ICT for accessibility and inclusion for early school leavers and migrants as well as for students with special education needs is a high priority in Israel. In this regard, the framework for the national digital education policy is the programme Adapting the Educational System to the 21st Century, which is aimed at integration of information technology to improve diverse aspects of teaching, including teachers’ skills and teaching practices for adaptive learning. Finally, the non-government organization Beit Issie Shapiro has developed applications for people with disabilities, including Issie Sign, an app for learning how to sign basic vocabulary, based on Israeli Sign Language. These applications are used by educators and therapists in Israel
In-service training topics include education and equality of opportunity, the right to be heard and to be involved, the right to privacy, the duty to report, the duty of confidentiality, education workers’ responsibility for damages, child victims’ rights and the interrogation of children, and the rights of LGBT students in educational frameworks. Gender workshops are also run in all parts of the State and address issues like gender stereotypes and relations between genders. The Israeli Institute for School Leadership oversees initial and ongoing training of school leaders. It also develops new tools and maintains school leaders’ networks to assist them in their work.
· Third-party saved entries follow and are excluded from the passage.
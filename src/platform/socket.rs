//! Realtime change feeds over the platform's Phoenix-channel websocket.
//!
//! One socket per channel: join with a `postgres_changes` config, heartbeat
//! on an interval, leave on release. Reconnection is left to the caller.

use std::time::Duration;

use futures::{SinkExt, StreamExt};
use serde::{Deserialize, Serialize};
use serde_json::{json, Value};
use tokio::sync::{mpsc, oneshot};
use tokio_tungstenite::connect_async;
use tokio_tungstenite::tungstenite::Message as WsMessage;
use tracing::{debug, info, warn};
use url::Url;

use super::{ChangeEvent, ChangeFeed, ChangeKind, ChannelSpec};
use crate::error::{Error, Result};

const JOIN_TIMEOUT: Duration = Duration::from_secs(10);
const JOIN_REF: &str = "1";

#[derive(Debug, Clone)]
pub struct SocketConfig {
    pub url: Url,
    pub access_token: String,
    pub heartbeat: Duration,
}

#[derive(Debug, Clone, PartialEq, Serialize, Deserialize)]
pub struct Frame {
    pub topic: String,
    pub event: String,
    #[serde(default)]
    pub payload: Value,
    #[serde(rename = "ref")]
    pub reference: Option<String>,
}

pub fn websocket_url(base: &Url, anon_key: &str) -> Result<Url> {
    let mut url = base.join("/realtime/v1/websocket")?;
    let scheme = if base.scheme() == "http" { "ws" } else { "wss" };
    url.set_scheme(scheme)
        .map_err(|_| Error::Realtime(format!("cannot derive websocket url from {}", base)))?;
    url.query_pairs_mut()
        .append_pair("apikey", anon_key)
        .append_pair("vsn", "1.0.0");
    Ok(url)
}

pub fn channel_topic(spec: &ChannelSpec) -> String {
    format!("realtime:{}", spec.topic)
}

pub fn join_frame(spec: &ChannelSpec, access_token: &str) -> Frame {
    let mut change = json!({
        "event": spec.event_name(),
        "schema": "public",
        "table": spec.table,
    });
    if let Some(filter) = spec.filter_expr() {
        change["filter"] = Value::String(filter);
    }
    Frame {
        topic: channel_topic(spec),
        event: "phx_join".to_string(),
        payload: json!({
            "config": {
                "broadcast": { "self": false },
                "presence": { "key": "" },
                "postgres_changes": [change],
            },
            "access_token": access_token,
        }),
        reference: Some(JOIN_REF.to_string()),
    }
}

pub fn heartbeat_frame(reference: u64) -> Frame {
    Frame {
        topic: "phoenix".to_string(),
        event: "heartbeat".to_string(),
        payload: json!({}),
        reference: Some(reference.to_string()),
    }
}

pub fn leave_frame(topic: &str, reference: u64) -> Frame {
    Frame {
        topic: topic.to_string(),
        event: "phx_leave".to_string(),
        payload: json!({}),
        reference: Some(reference.to_string()),
    }
}

/// Decodes a `postgres_changes` frame; any other frame yields `None`.
pub fn decode_change(frame: &Frame) -> Option<ChangeEvent> {
    if frame.event != "postgres_changes" {
        return None;
    }
    let data = frame.payload.get("data")?;
    let kind = match data.get("type")?.as_str()? {
        "INSERT" => ChangeKind::Insert,
        "UPDATE" => ChangeKind::Update,
        "DELETE" => ChangeKind::Delete,
        _ => return None,
    };
    let table = data.get("table")?.as_str()?.to_string();
    let row = |key: &str| {
        data.get(key)
            .filter(|v| v.as_object().is_some_and(|map| !map.is_empty()))
            .cloned()
    };
    Some(ChangeEvent {
        table,
        kind,
        new: row("record"),
        old: row("old_record"),
    })
}

/// Join status carried by a `phx_reply` to our join, if this is one.
fn join_status(frame: &Frame) -> Option<std::result::Result<(), String>> {
    if frame.event != "phx_reply" || frame.reference.as_deref() != Some(JOIN_REF) {
        return None;
    }
    match frame.payload.get("status").and_then(Value::as_str) {
        Some("ok") => Some(Ok(())),
        _ => Some(Err(frame
            .payload
            .get("response")
            .map(Value::to_string)
            .unwrap_or_else(|| "join rejected".to_string()))),
    }
}

fn encode(frame: &Frame) -> Result<WsMessage> {
    Ok(WsMessage::Text(serde_json::to_string(frame)?))
}

pub async fn open_channel(config: SocketConfig, spec: ChannelSpec) -> Result<ChangeFeed> {
    let (ws, _) = connect_async(config.url.as_str()).await?;
    let (mut write, mut read) = ws.split();
    let (tx, rx) = mpsc::unbounded_channel();
    let topic = channel_topic(&spec);

    write.send(encode(&join_frame(&spec, &config.access_token))?).await?;

    let joined = tokio::time::timeout(JOIN_TIMEOUT, async {
        while let Some(msg) = read.next().await {
            let WsMessage::Text(text) = msg? else {
                continue;
            };
            let Ok(frame) = serde_json::from_str::<Frame>(&text) else {
                continue;
            };
            if let Some(status) = join_status(&frame) {
                return status.map_err(Error::Realtime);
            }
            if let Some(event) = decode_change(&frame) {
                let _ = tx.send(event);
            }
        }
        Err(Error::Realtime("socket closed before join".to_string()))
    })
    .await
    .map_err(|_| Error::Realtime("join timed out".to_string()))?;
    if let Err(err) = joined {
        warn!(topic = %topic, error = %err, "realtime join failed");
        return Err(err);
    }
    info!(topic = %topic, "realtime channel joined");

    let (stop_tx, mut stop_rx) = oneshot::channel::<()>();
    let task_topic = topic.clone();
    tokio::spawn(async move {
        let mut heartbeat = tokio::time::interval(config.heartbeat);
        heartbeat.tick().await;
        let mut reference: u64 = 1;
        loop {
            tokio::select! {
                _ = &mut stop_rx => {
                    reference += 1;
                    if let Ok(frame) = encode(&leave_frame(&task_topic, reference)) {
                        let _ = write.send(frame).await;
                    }
                    let _ = write.close().await;
                    break;
                }
                _ = heartbeat.tick() => {
                    reference += 1;
                    let sent = match encode(&heartbeat_frame(reference)) {
                        Ok(frame) => write.send(frame).await.map_err(Error::from),
                        Err(err) => Err(err),
                    };
                    if let Err(err) = sent {
                        warn!(topic = %task_topic, error = %err, "realtime heartbeat failed");
                        break;
                    }
                }
                msg = read.next() => match msg {
                    Some(Ok(WsMessage::Text(text))) => {
                        let Ok(frame) = serde_json::from_str::<Frame>(&text) else {
                            debug!(topic = %task_topic, "ignoring undecodable frame");
                            continue;
                        };
                        if let Some(event) = decode_change(&frame) {
                            if tx.send(event).is_err() {
                                break;
                            }
                        }
                    }
                    Some(Ok(WsMessage::Close(_))) | None => break,
                    Some(Ok(_)) => {}
                    Some(Err(err)) => {
                        warn!(topic = %task_topic, error = %err, "realtime socket error");
                        break;
                    }
                },
            }
        }
        debug!(topic = %task_topic, "realtime socket closed");
    });

    Ok(ChangeFeed::new(topic, rx, move || {
        let _ = stop_tx.send(());
    }))
}
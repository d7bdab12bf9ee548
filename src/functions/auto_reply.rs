use async_trait::async_trait;
use serde::Deserialize;
use serde_json::{json, Value};
use tracing::debug;

use super::{json_body, LocalFunction};
use crate::db::models::{now, Message, UserConversation, CONVERSATIONS, MESSAGES, USER_CONVERSATIONS};
use crate::error::{Error, Result};
use crate::platform::{decode_rows, decode_single, ByteStream, Platform, Query, Session};

#[derive(Debug, Deserialize)]
#[serde(rename_all = "camelCase")]
pub struct AutoReplyRequest {
    pub conversation_id: String,
    pub message: String,
}

/// Replies into a two-party conversation as the caller's counterpart.
pub struct AutoReply;

impl AutoReply {
    pub async fn run(
        platform: &dyn Platform,
        caller: Option<&Session>,
        request: &AutoReplyRequest,
    ) -> Result<Message> {
        let caller = caller.ok_or_else(|| failure("Unauthorized"))?;

        let members: Vec<UserConversation> = decode_rows(
            platform
                .select(&Query::table(USER_CONVERSATIONS).eq("conversation_id", request.conversation_id.as_str()))
                .await?,
        )?;
        if members.is_empty() {
            return Err(failure("No participants found"));
        }
        let other = members
            .iter()
            .find(|member| member.user_id != caller.user_id)
            .ok_or_else(|| failure("No other user found in conversation"))?;

        debug!(conversation_id = %request.conversation_id, sender = %other.user_id, "sending auto reply");
        let rows = platform
            .insert(
                MESSAGES,
                vec![json!({
                    "conversation_id": request.conversation_id,
                    "sender_id": other.user_id,
                    "content": request.message,
                    "message_type": "text",
                })],
            )
            .await?;
        let message: Message = decode_single(rows, "inserted message")?;

        platform
            .update(
                &Query::table(CONVERSATIONS).eq("id", request.conversation_id.as_str()),
                json!({ "updated_at": now() }),
            )
            .await?;

        Ok(message)
    }
}

#[async_trait]
impl LocalFunction for AutoReply {
    async fn call(
        &self,
        platform: &dyn Platform,
        caller: Option<Session>,
        body: Value,
    ) -> Result<ByteStream> {
        let request: AutoReplyRequest =
            serde_json::from_value(body).map_err(|e| failure(&e.to_string()))?;
        match Self::run(platform, caller.as_ref(), &request).await {
            Ok(message) => Ok(json_body(&json!({ "success": true, "message": message }))),
            Err(err @ Error::Function { .. }) => Err(err),
            Err(err) => Err(failure(&err.to_string())),
        }
    }
}

fn failure(message: &str) -> Error {
    Error::Function {
        status: 400,
        message: message.to_string(),
    }
}

#[cfg(test)]
mod tests {
    use super::*;
    use crate::db::Database;
    use crate::functions::{read_json, SEND_AUTO_REPLY};

    async fn conversation_with(db: &Database, members: &[&str]) -> String {
        let conv = db
            .insert(CONVERSATIONS, vec![json!({"name": "Sam"})])
            .await
            .unwrap()
            .remove(0);
        let id = conv["id"].as_str().unwrap().to_string();
        let rows = members
            .iter()
            .map(|user| json!({"user_id": user, "conversation_id": id}))
            .collect();
        db.insert(USER_CONVERSATIONS, rows).await.unwrap();
        id
    }

    #[tokio::test]
    async fn test_replies_as_other_participant() {
        let db = Database::open_in_memory().unwrap();
        db.sign_in_as("me").unwrap();
        let id = conversation_with(&db, &["me", "sam"]).await;

        let body = db
            .invoke(SEND_AUTO_REPLY, json!({"conversationId": id, "message": "on my way"}))
            .await
            .unwrap();
        let response = read_json(body).await.unwrap();
        assert_eq!(response["success"], true);
        assert_eq!(response["message"]["sender_id"], "sam");
        assert_eq!(response["message"]["content"], "on my way");
    }

    #[tokio::test]
    async fn test_fails_without_other_participant() {
        let db = Database::open_in_memory().unwrap();
        db.sign_in_as("me").unwrap();
        let id = conversation_with(&db, &["me"]).await;

        let err = db
            .invoke(SEND_AUTO_REPLY, json!({"conversationId": id, "message": "hi"}))
            .await
            .err()
            .unwrap();
        match err {
            Error::Function { status, message } => {
                assert_eq!(status, 400);
                assert_eq!(message, "No other user found in conversation");
            }
            other => panic!("unexpected error: {other}"),
        }
    }

    #[tokio::test]
    async fn test_requires_caller() {
        let db = Database::open_in_memory().unwrap();
        let id = conversation_with(&db, &["me", "sam"]).await;
        let err = db
            .invoke(SEND_AUTO_REPLY, json!({"conversationId": id, "message": "hi"}))
            .await
            .err()
            .unwrap();
        assert!(matches!(err, Error::Function { status: 400, .. }));
    }
}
Israel's Agency for International Development Cooperation in the Ministry of Foreign Affairs launched a course on Special and Inclusive Education in 2018. This course introduces teachers and school personnel to different theories, approaches and technologies in inclusive education, such as sexual education for people with special needs. It aims to present the different activities and programmes that different schools (inclusive and segregated) offer for students with special needs and to provide tools and guidelines for curricular development. It also enables participants to choose the methods and tools suitable to the needs of their environments. Similarly, the 2018–19 work programme identifies key actions to promote teacher training in inclusive education, including strengthening the teacher training institutions (raising entrance level requirements, merging colleges, setting paths for career development); accompanying new teachers and evaluating them; and adapting conceptions of professional development, guidance and evaluation of teachers and principals and their implementation.
The Central Bureau of Statistics publishes periodic reports and the Statistical Abstract of Israel. Educational statistics are included in the Statistical Abstract of Israel and special periodic publications.
Israel has published regular education monitoring reports including Selected issues – Committee on Education, Culture and Sport (in Hebrew). In the 2019 voluntary national review, the Government of Israel identified key indicators linked to inclusive education such as parity indices (female/male, rural/urban, bottom/top wealth quintile) in schools and other indicators such as disability status and the number of students in conflict-affected areas. The voluntary national review also monitors the proportion of youths who are not in education, employment or training.